The distributions of observed H_p values and the Z transformations of H_p, ZH_p, are plotted in Fig. 2a for the three comparisons. Owing to the complex and partly unknown demography of these populations, it is difficult to define a strict threshold that distinguishes true sweeps from regions of homozygosity caused by drift. We propose that the best way to evaluate the many putative sweeps is to cross-reference these results with others such as verification of the sweep in additional chicken populations and data on co-localization with major quantitative trait loci (QTLs) and differentially expressed genes. We focus our description of putative sweeps on those reaching a ZH_p score of -6 or less, as these are in the extreme lower end of the distribution (Fig. 2a).

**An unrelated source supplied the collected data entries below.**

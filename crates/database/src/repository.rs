use crate::DbError;
use core_types::{Customer, NewCustomer, NewProduct, NewSale, Product, Sale, SaleRecord};
use sqlx::postgres::PgPool;
use tracing::debug;

/// The `DbRepository` provides a high-level, application-specific interface
/// to the database. It encapsulates all SQL queries and data access logic.
///
/// It owns its pool: callers construct one per connection and pass it
/// around, and reconnecting with new parameters just means building a new
/// repository over a new pool.
#[derive(Debug, Clone)]
pub struct DbRepository {
    pool: PgPool,
}

const PRODUCT_COLUMNS: &str = "id, name, category, price, cost, quantity, created_at";
const SALE_COLUMNS: &str =
    "id, product_id, customer_id, quantity, unit_price, total, sold_at, created_at";

impl DbRepository {
    /// Creates a new `DbRepository` with a shared database connection pool.
    pub fn new(pool: PgPool) -> Self {
        Self { pool }
    }

    pub(crate) fn pool(&self) -> &PgPool {
        &self.pool
    }

    // ==========================================================================
    // Products
    // ==========================================================================

    /// Fetches all products, ordered by id.
    pub async fn list_products(&self) -> Result<Vec<Product>, DbError> {
        let products = sqlx::query_as::<_, Product>(&format!(
            "SELECT {PRODUCT_COLUMNS} FROM products ORDER BY id"
        ))
        .fetch_all(&self.pool)
        .await?;
        Ok(products)
    }

    /// Fetches a single product by id.
    pub async fn get_product(&self, id: i32) -> Result<Option<Product>, DbError> {
        let product = sqlx::query_as::<_, Product>(&format!(
            "SELECT {PRODUCT_COLUMNS} FROM products WHERE id = $1"
        ))
        .bind(id)
        .fetch_optional(&self.pool)
        .await?;
        Ok(product)
    }

    /// Inserts a product and returns the stored row, including the generated
    /// id.
    pub async fn add_product(&self, product: &NewProduct) -> Result<Product, DbError> {
        product.validate()?;

        let inserted = sqlx::query_as::<_, Product>(&format!(
            r#"
            INSERT INTO products (name, category, price, cost, quantity)
            VALUES ($1, $2, $3, $4, $5)
            RETURNING {PRODUCT_COLUMNS}
            "#
        ))
        .bind(&product.name)
        .bind(product.category.as_deref())
        .bind(product.price)
        .bind(product.cost)
        .bind(product.quantity)
        .fetch_one(&self.pool)
        .await?;

        debug!(id = inserted.id, name = %inserted.name, "product added");
        Ok(inserted)
    }

    /// Overwrites a product's mutable fields.
    pub async fn update_product(&self, id: i32, product: &NewProduct) -> Result<(), DbError> {
        product.validate()?;

        let result = sqlx::query(
            "UPDATE products SET name = $1, category = $2, price = $3, cost = $4, quantity = $5 WHERE id = $6",
        )
        .bind(&product.name)
        .bind(product.category.as_deref())
        .bind(product.price)
        .bind(product.cost)
        .bind(product.quantity)
        .bind(id)
        .execute(&self.pool)
        .await?;

        if result.rows_affected() == 0 {
            return Err(DbError::NotFound);
        }
        Ok(())
    }

    /// Deletes a product.
    ///
    /// Rejected with `ProductInUse` while any sale still references the
    /// product; callers must delete or reassign those sales first. This keeps
    /// historical sales intact instead of cascading or orphaning them.
    pub async fn delete_product(&self, id: i32) -> Result<(), DbError> {
        let mut tx = self.pool.begin().await?;

        let in_use = sqlx::query_scalar::<_, bool>(
            "SELECT EXISTS(SELECT 1 FROM sales WHERE product_id = $1)",
        )
        .bind(id)
        .fetch_one(&mut *tx)
        .await?;
        if in_use {
            return Err(DbError::ProductInUse(id));
        }

        let result = sqlx::query("DELETE FROM products WHERE id = $1")
            .bind(id)
            .execute(&mut *tx)
            .await?;
        if result.rows_affected() == 0 {
            return Err(DbError::NotFound);
        }

        tx.commit().await?;
        debug!(id, "product deleted");
        Ok(())
    }

    /// Fetches the distinct non-null categories, sorted.
    pub async fn list_categories(&self) -> Result<Vec<String>, DbError> {
        let categories = sqlx::query_scalar::<_, String>(
            "SELECT DISTINCT category FROM products WHERE category IS NOT NULL ORDER BY category",
        )
        .fetch_all(&self.pool)
        .await?;
        Ok(categories)
    }

    // ==========================================================================
    // Customers
    // ==========================================================================

    /// Fetches all customers, ordered by name.
    pub async fn list_customers(&self) -> Result<Vec<Customer>, DbError> {
        let customers = sqlx::query_as::<_, Customer>(
            "SELECT id, name, email, phone, registered_at FROM customers ORDER BY name",
        )
        .fetch_all(&self.pool)
        .await?;
        Ok(customers)
    }

    /// Fetches a single customer by id.
    pub async fn get_customer(&self, id: i32) -> Result<Option<Customer>, DbError> {
        let customer = sqlx::query_as::<_, Customer>(
            "SELECT id, name, email, phone, registered_at FROM customers WHERE id = $1",
        )
        .bind(id)
        .fetch_optional(&self.pool)
        .await?;
        Ok(customer)
    }

    /// Inserts a customer and returns the stored row.
    pub async fn add_customer(&self, customer: &NewCustomer) -> Result<Customer, DbError> {
        customer.validate()?;

        let inserted = sqlx::query_as::<_, Customer>(
            r#"
            INSERT INTO customers (name, email, phone)
            VALUES ($1, $2, $3)
            RETURNING id, name, email, phone, registered_at
            "#,
        )
        .bind(&customer.name)
        .bind(customer.email.as_deref())
        .bind(customer.phone.as_deref())
        .fetch_one(&self.pool)
        .await?;

        debug!(id = inserted.id, name = %inserted.name, "customer added");
        Ok(inserted)
    }

    /// Overwrites a customer's mutable fields.
    pub async fn update_customer(&self, id: i32, customer: &NewCustomer) -> Result<(), DbError> {
        customer.validate()?;

        let result =
            sqlx::query("UPDATE customers SET name = $1, email = $2, phone = $3 WHERE id = $4")
                .bind(&customer.name)
                .bind(customer.email.as_deref())
                .bind(customer.phone.as_deref())
                .bind(id)
                .execute(&self.pool)
                .await?;

        if result.rows_affected() == 0 {
            return Err(DbError::NotFound);
        }
        Ok(())
    }

    /// Deletes a customer, detaching (not deleting) their sales.
    ///
    /// The null-out and the delete run in one transaction so a failure can
    /// never leave sales pointing at a missing customer.
    pub async fn delete_customer(&self, id: i32) -> Result<(), DbError> {
        let mut tx = self.pool.begin().await?;

        sqlx::query("UPDATE sales SET customer_id = NULL WHERE customer_id = $1")
            .bind(id)
            .execute(&mut *tx)
            .await?;

        let result = sqlx::query("DELETE FROM customers WHERE id = $1")
            .bind(id)
            .execute(&mut *tx)
            .await?;
        if result.rows_affected() == 0 {
            return Err(DbError::NotFound);
        }

        tx.commit().await?;
        debug!(id, "customer deleted");
        Ok(())
    }

    // ==========================================================================
    // Sales
    // ==========================================================================

    /// Fetches all sales joined with product and customer names, newest
    /// first.
    pub async fn list_sales(&self) -> Result<Vec<SaleRecord>, DbError> {
        let sales = sqlx::query_as::<_, SaleRecord>(
            r#"
            SELECT v.id, v.product_id, p.name AS product_name, p.category,
                   v.customer_id, c.name AS customer_name,
                   v.quantity, v.unit_price, v.total, v.sold_at
            FROM sales v
            JOIN products p ON v.product_id = p.id
            LEFT JOIN customers c ON v.customer_id = c.id
            ORDER BY v.sold_at DESC
            "#,
        )
        .fetch_all(&self.pool)
        .await?;
        Ok(sales)
    }

    /// Fetches a single sale by id.
    pub async fn get_sale(&self, id: i32) -> Result<Option<Sale>, DbError> {
        let sale = sqlx::query_as::<_, Sale>(&format!(
            "SELECT {SALE_COLUMNS} FROM sales WHERE id = $1"
        ))
        .bind(id)
        .fetch_optional(&self.pool)
        .await?;
        Ok(sale)
    }

    /// Records a sale and decrements the product's stock in one transaction.
    ///
    /// Stock is not floored: an oversell leaves the product with negative
    /// quantity rather than failing the sale.
    pub async fn add_sale(&self, sale: &NewSale) -> Result<Sale, DbError> {
        sale.validate()?;

        let mut tx = self.pool.begin().await?;

        let inserted = sqlx::query_as::<_, Sale>(&format!(
            r#"
            INSERT INTO sales (product_id, customer_id, quantity, unit_price, total, sold_at)
            VALUES ($1, $2, $3, $4, $5, $6)
            RETURNING {SALE_COLUMNS}
            "#
        ))
        .bind(sale.product_id)
        .bind(sale.customer_id)
        .bind(sale.quantity)
        .bind(sale.unit_price)
        .bind(sale.total())
        .bind(sale.sold_at)
        .fetch_one(&mut *tx)
        .await?;

        sqlx::query("UPDATE products SET quantity = quantity - $1 WHERE id = $2")
            .bind(sale.quantity)
            .bind(sale.product_id)
            .execute(&mut *tx)
            .await?;

        tx.commit().await?;
        debug!(
            id = inserted.id,
            product_id = sale.product_id,
            quantity = sale.quantity,
            "sale recorded"
        );
        Ok(inserted)
    }

    /// Rewrites a sale, restoring the old quantity to the old product before
    /// applying the new quantity to the new product. The restore, the row
    /// update and the decrement commit or roll back together.
    pub async fn update_sale(&self, id: i32, sale: &NewSale) -> Result<(), DbError> {
        sale.validate()?;

        let mut tx = self.pool.begin().await?;

        let old = sqlx::query_as::<_, (i32, i32)>(
            "SELECT product_id, quantity FROM sales WHERE id = $1",
        )
        .bind(id)
        .fetch_optional(&mut *tx)
        .await?;
        let Some((old_product_id, old_quantity)) = old else {
            return Err(DbError::NotFound);
        };

        sqlx::query("UPDATE products SET quantity = quantity + $1 WHERE id = $2")
            .bind(old_quantity)
            .bind(old_product_id)
            .execute(&mut *tx)
            .await?;

        sqlx::query(
            r#"
            UPDATE sales
            SET product_id = $1, customer_id = $2, quantity = $3,
                unit_price = $4, total = $5, sold_at = $6
            WHERE id = $7
            "#,
        )
        .bind(sale.product_id)
        .bind(sale.customer_id)
        .bind(sale.quantity)
        .bind(sale.unit_price)
        .bind(sale.total())
        .bind(sale.sold_at)
        .bind(id)
        .execute(&mut *tx)
        .await?;

        sqlx::query("UPDATE products SET quantity = quantity - $1 WHERE id = $2")
            .bind(sale.quantity)
            .bind(sale.product_id)
            .execute(&mut *tx)
            .await?;

        tx.commit().await?;
        debug!(id, "sale updated");
        Ok(())
    }

    /// Deletes a sale and restores its quantity to the product, atomically.
    pub async fn delete_sale(&self, id: i32) -> Result<(), DbError> {
        let mut tx = self.pool.begin().await?;

        let old = sqlx::query_as::<_, (i32, i32)>(
            "SELECT product_id, quantity FROM sales WHERE id = $1",
        )
        .bind(id)
        .fetch_optional(&mut *tx)
        .await?;
        let Some((product_id, quantity)) = old else {
            return Err(DbError::NotFound);
        };

        sqlx::query("UPDATE products SET quantity = quantity + $1 WHERE id = $2")
            .bind(quantity)
            .bind(product_id)
            .execute(&mut *tx)
            .await?;

        sqlx::query("DELETE FROM sales WHERE id = $1")
            .bind(id)
            .execute(&mut *tx)
            .await?;

        tx.commit().await?;
        debug!(id, "sale deleted");
        Ok(())
    }
}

Figure 2: **Selective-sweep analysis of the chicken genome.**

Only ∼0.1% of the windows (n = 58) had a ZH_p score of less than or equal to -6 in the all-domestic comparison, and the corresponding fractions were ∼0.05% for the broilers and ∼0.01% for the layers (Fig. 2c and Supplementary Table 3). We used the yellow skin allele of BCDO2 locus as a proof of principle showing that this approach could reveal an established sweep⁴; all domestic birds in this study were assumed to be homozygous for the yellow skin allele. We observed an H_p value of 0.09 (ZH_p = -8.2) over BCDO2 (Fig. 2b), and the region perfectly overlapped the previously defined sweep⁴. The region did not show complete fixation, as a few domestic birds carried a wild-type haplotype.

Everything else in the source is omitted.